Pois bem. Como isso se dará de fato com minha cliente, uma vez que ela não era casada? Ela também terá direito à meação, e à parte do patrimônio, mas somente daqueles bens que foram adquiridos onerosamente ao longo da união estável. A ela não caberá participação na sucessão de bens que seu companheiro falecido tinha antes da união, chamados bens particulares. Assim, os bens que o companheiro dela tinha antes de se unir à ela, os bens particulares ou pessoais, serão divididos apenas entres os três filhos.

Um tanto injusto, não? Mas a diferença não para aí. O companheiro ou companheira não tem o mesmo posto de herdeiro necessário, como o tem o cônjuge, aquele casado pela lei civil.
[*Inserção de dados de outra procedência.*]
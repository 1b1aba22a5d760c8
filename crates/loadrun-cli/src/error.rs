//! CLI-level errors and their exit codes.

use loadrun_core::exit_code;
use loadrun_dist::DistError;
use thiserror::Error;

#[derive(Debug, Error)]
pub enum CliError {
    /// Options that parse but make no sense together.
    #[error("{0}")]
    Usage(String),

    /// Something the invocation needs is missing on this host.
    #[error("{0}")]
    Precondition(String),

    /// The operator declined a confirmation prompt.
    #[error("aborted")]
    Aborted,

    /// Ctrl-C during local mode.
    #[error("interrupted")]
    Interrupted,

    #[error(transparent)]
    Dist(#[from] DistError),

    #[error("{context}: {source}")]
    Io {
        context: String,
        #[source]
        source: std::io::Error,
    },
}

impl CliError {
    pub fn io(context: impl Into<String>, source: std::io::Error) -> Self {
        Self::Io {
            context: context.into(),
            source,
        }
    }

    pub fn exit_code(&self) -> i32 {
        match self {
            Self::Usage(_) => exit_code::INVALID_TOPOLOGY,
            Self::Precondition(_) | Self::Aborted | Self::Io { .. } => exit_code::FAILURE,
            Self::Interrupted => exit_code::INTERRUPTED,
            Self::Dist(e) => e.exit_code(),
        }
    }
}

#[cfg(test)]
mod tests {
    use super::*;

    #[test]
    fn test_exit_codes() {
        assert_eq!(CliError::Usage("bad".into()).exit_code(), 2);
        assert_eq!(CliError::Aborted.exit_code(), 1);
        assert_eq!(CliError::Interrupted.exit_code(), 130);
        assert_eq!(CliError::Dist(DistError::Interrupted).exit_code(), 130);
        assert_eq!(CliError::Aborted.to_string(), "aborted");
    }
}
//! Scripted in-memory backend for orchestrator tests.

use std::collections::{BTreeMap, HashMap, HashSet, VecDeque};
use std::sync::atomic::{AtomicUsize, Ordering};
use std::sync::Mutex;
use std::time::Duration;

use async_trait::async_trait;
use loadrun_backend::{BackendError, BuildRequest, ContainerBackend, ContainerId, ContainerSpec};
use loadrun_core::{ClusterSpec, ContainerSystem, RoleStatus};
use tempfile::TempDir;
use tokio::sync::mpsc;

/// Scripted exit of one container: exit `code` after `after`.
#[derive(Debug, Clone, Copy)]
pub struct ScriptedExit {
    pub after: Duration,
    pub code: i32,
}

/// Backend whose behaviour is scripted per container name.
///
/// Container ids are the container names, which keeps assertions readable.
#[derive(Default)]
pub struct MockBackend {
    images: Mutex<HashSet<String>>,
    build_exit: i32,
    build_delay: Duration,
    push_exit: i32,
    fail_network: bool,
    fail_start_of: Option<String>,
    health: Mutex<HashMap<String, VecDeque<RoleStatus>>>,
    default_health: Option<RoleStatus>,
    exits: HashMap<String, ScriptedExit>,
    default_exit: Option<ScriptedExit>,
    logs: Vec<String>,
    fail_remove: bool,

    pub builds: AtomicUsize,
    pub tags: AtomicUsize,
    pub pushes: AtomicUsize,
    pub removes: AtomicUsize,
    pub health_polls: AtomicUsize,
    pub started: Mutex<Vec<ContainerSpec>>,
    pub build_requests: Mutex<Vec<BuildRequest>>,
    pub networks: Mutex<Vec<String>>,
    pub volumes: Mutex<Vec<String>>,
}

impl MockBackend {
    pub fn new() -> Self {
        Self::default()
    }

    pub fn with_image(self, image: impl Into<String>) -> Self {
        self.images.lock().unwrap().insert(image.into());
        self
    }

    pub fn with_build_exit(mut self, code: i32) -> Self {
        self.build_exit = code;
        self
    }

    pub fn with_build_delay(mut self, delay: Duration) -> Self {
        self.build_delay = delay;
        self
    }

    pub fn with_push_exit(mut self, code: i32) -> Self {
        self.push_exit = code;
        self
    }

    pub fn with_network_failure(mut self) -> Self {
        self.fail_network = true;
        self
    }

    pub fn with_start_failure(mut self, name: impl Into<String>) -> Self {
        self.fail_start_of = Some(name.into());
        self
    }

    /// Health observations for `name`, in order; the last one repeats.
    pub fn with_health(self, name: impl Into<String>, script: Vec<RoleStatus>) -> Self {
        self.health
            .lock()
            .unwrap()
            .insert(name.into(), script.into_iter().collect());
        self
    }

    /// Health reported by containers without a script.
    pub fn with_default_health(mut self, status: RoleStatus) -> Self {
        self.default_health = Some(status);
        self
    }

    pub fn with_exit(mut self, name: impl Into<String>, after: Duration, code: i32) -> Self {
        self.exits.insert(name.into(), ScriptedExit { after, code });
        self
    }

    pub fn with_default_exit(mut self, after: Duration, code: i32) -> Self {
        self.default_exit = Some(ScriptedExit { after, code });
        self
    }

    pub fn with_logs(mut self, lines: &[&str]) -> Self {
        self.logs = lines.iter().map(|s| s.to_string()).collect();
        self
    }

    pub fn with_remove_failure(mut self) -> Self {
        self.fail_remove = true;
        self
    }

    pub fn started_names(&self) -> Vec<String> {
        self.started
            .lock()
            .unwrap()
            .iter()
            .map(|s| s.name.clone())
            .collect()
    }

    fn failed(command: &str) -> BackendError {
        BackendError::CommandFailed {
            command: command.to_string(),
            code: 125,
            stderr: "scripted failure".to_string(),
        }
    }
}

#[async_trait]
impl ContainerBackend for MockBackend {
    fn system(&self) -> ContainerSystem {
        ContainerSystem::Docker
    }

    async fn image_exists(&self, image: &str) -> Result<bool, BackendError> {
        Ok(self.images.lock().unwrap().contains(image))
    }

    async fn build_image(&self, request: &BuildRequest) -> Result<i32, BackendError> {
        self.builds.fetch_add(1, Ordering::SeqCst);
        self.build_requests.lock().unwrap().push(request.clone());
        tokio::time::sleep(self.build_delay).await;
        if self.build_exit == 0 {
            let mut images = self.images.lock().unwrap();
            for tag in &request.tags {
                images.insert(tag.clone());
            }
        }
        Ok(self.build_exit)
    }

    async fn tag_image(&self, _source: &str, target: &str) -> Result<i32, BackendError> {
        self.tags.fetch_add(1, Ordering::SeqCst);
        self.images.lock().unwrap().insert(target.to_string());
        Ok(0)
    }

    async fn push_image(&self, _image: &str) -> Result<i32, BackendError> {
        self.pushes.fetch_add(1, Ordering::SeqCst);
        Ok(self.push_exit)
    }

    async fn create_network(
        &self,
        name: &str,
        _labels: &BTreeMap<String, String>,
    ) -> Result<(), BackendError> {
        if self.fail_network {
            return Err(Self::failed("network create"));
        }
        self.networks.lock().unwrap().push(name.to_string());
        Ok(())
    }

    async fn create_volume(
        &self,
        name: &str,
        _labels: &BTreeMap<String, String>,
    ) -> Result<(), BackendError> {
        self.volumes.lock().unwrap().push(name.to_string());
        Ok(())
    }

    async fn start_container(&self, spec: &ContainerSpec) -> Result<ContainerId, BackendError> {
        if self.fail_start_of.as_deref() == Some(spec.name.as_str()) {
            return Err(Self::failed("run"));
        }
        self.started.lock().unwrap().push(spec.clone());
        Ok(ContainerId::new(spec.name.clone()))
    }

    async fn poll_health(&self, container: &ContainerId) -> Result<RoleStatus, BackendError> {
        self.health_polls.fetch_add(1, Ordering::SeqCst);
        let mut health = self.health.lock().unwrap();
        if let Some(script) = health.get_mut(container.as_str()) {
            let status = if script.len() > 1 {
                script.pop_front()
            } else {
                script.front().copied()
            };
            if let Some(status) = status {
                return Ok(status);
            }
        }
        Ok(self.default_health.unwrap_or(RoleStatus::Healthy))
    }

    async fn stream_logs(
        &self,
        _container: &ContainerId,
        sink: mpsc::Sender<String>,
    ) -> Result<(), BackendError> {
        for line in &self.logs {
            if sink.send(line.clone()).await.is_err() {
                break;
            }
        }
        Ok(())
    }

    async fn await_exit(&self, container: &ContainerId) -> Result<i32, BackendError> {
        let exit = self
            .exits
            .get(container.as_str())
            .copied()
            .or(self.default_exit);
        match exit {
            Some(exit) => {
                tokio::time::sleep(exit.after).await;
                Ok(exit.code)
            }
            None => std::future::pending().await,
        }
    }

    async fn remove_resources(&self, _spec: &ClusterSpec) -> Result<(), BackendError> {
        self.removes.fetch_add(1, Ordering::SeqCst);
        if self.fail_remove {
            return Err(Self::failed("rm"));
        }
        Ok(())
    }
}

/// Fresh project directory containing a Containerfile, removed on drop.
pub fn project_dir() -> TempDir {
    let dir = tempfile::tempdir().unwrap();
    std::fs::write(dir.path().join("Containerfile"), "FROM scratch\n").unwrap();
    dir
}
Isso implica no seguinte: se o casal não tinha descendentes, o companheiro sobrevivente dividirá a herança — que já é menor que a do cônjuge, pois não engloba os bens particulares — com os ascendentes; se não existirem ascendentes, o companheiro sobrevivente fica numa situação ainda pior: dividirá a herança com os herdeiros colaterais, que são os irmãos, na falta destes os sobrinhos e tios, e na falta destes, os primos-irmãos. Que dificuldade, não? Ou seja, o companheiro sobrevivente só herdará a totalidade dos bens se o companheiro falecido não tiver parentes vivos!

No geral, embora um tanto desvantajosas para os companheiros, a lei é clara em relação à partilha quando há filhos ou quando há enteados, determinando as quotas da herança para cada caso. Mas não se pode dizer o mesmo quando há filhos e enteados, “tudo junto e misturado”, para usar uma frase da moda.

E é justamente esse o caso da minha cliente, aliás, muito comum hoje em dia: ela concorre com o filho e dois enteados. Surpresa: para as famílias pluriparentais, as que têm “tudo junto e misturado”, o cálculo das quotas ainda não têm regras mais apropriadas.

Os enteados de minha cliente acham que por ela ter recebido a meação, não tem direito a mais nenhum quinhão do patrimônio do pai. A minha cliente acha que tem direito a boa parte do patrimônio porque o companheiro falecido tinha casas de veraneio que eram usufruídas por todos os filhos, mas a manutenção era feita pelo casal, assim como o pagamento de empregados. Porém, por mais que os enteados não queiram que ela herde mais nada além da meação; e por mais que ela considere ter direito a herdar muito mais do que lhe caberá, o que valerá, mesmo, será o determinado pelo artigo 1790 do Código Civil, que trata da sucessão do companheiro em relação aos bens adquiridos onerosamente durante a união estável e que já foram descritos acima.

Ou seja, em meio a reclamações e indignações, a solução é sentar e calcular até que se consiga uma partilha justa. A situação dos companheiros em relação aos cônjuges ainda renderá muita discussão entre juristas e legisladores. Por ora, me atentarei aos cálculos!


Ivone Zeger é advogada especialista em Direito de Família e Sucessão, integrante da Comissão de Direito de Família da OAB-SP e autora dos livros Herança: Perguntas e Respostas e Família: Perguntas e Respostas.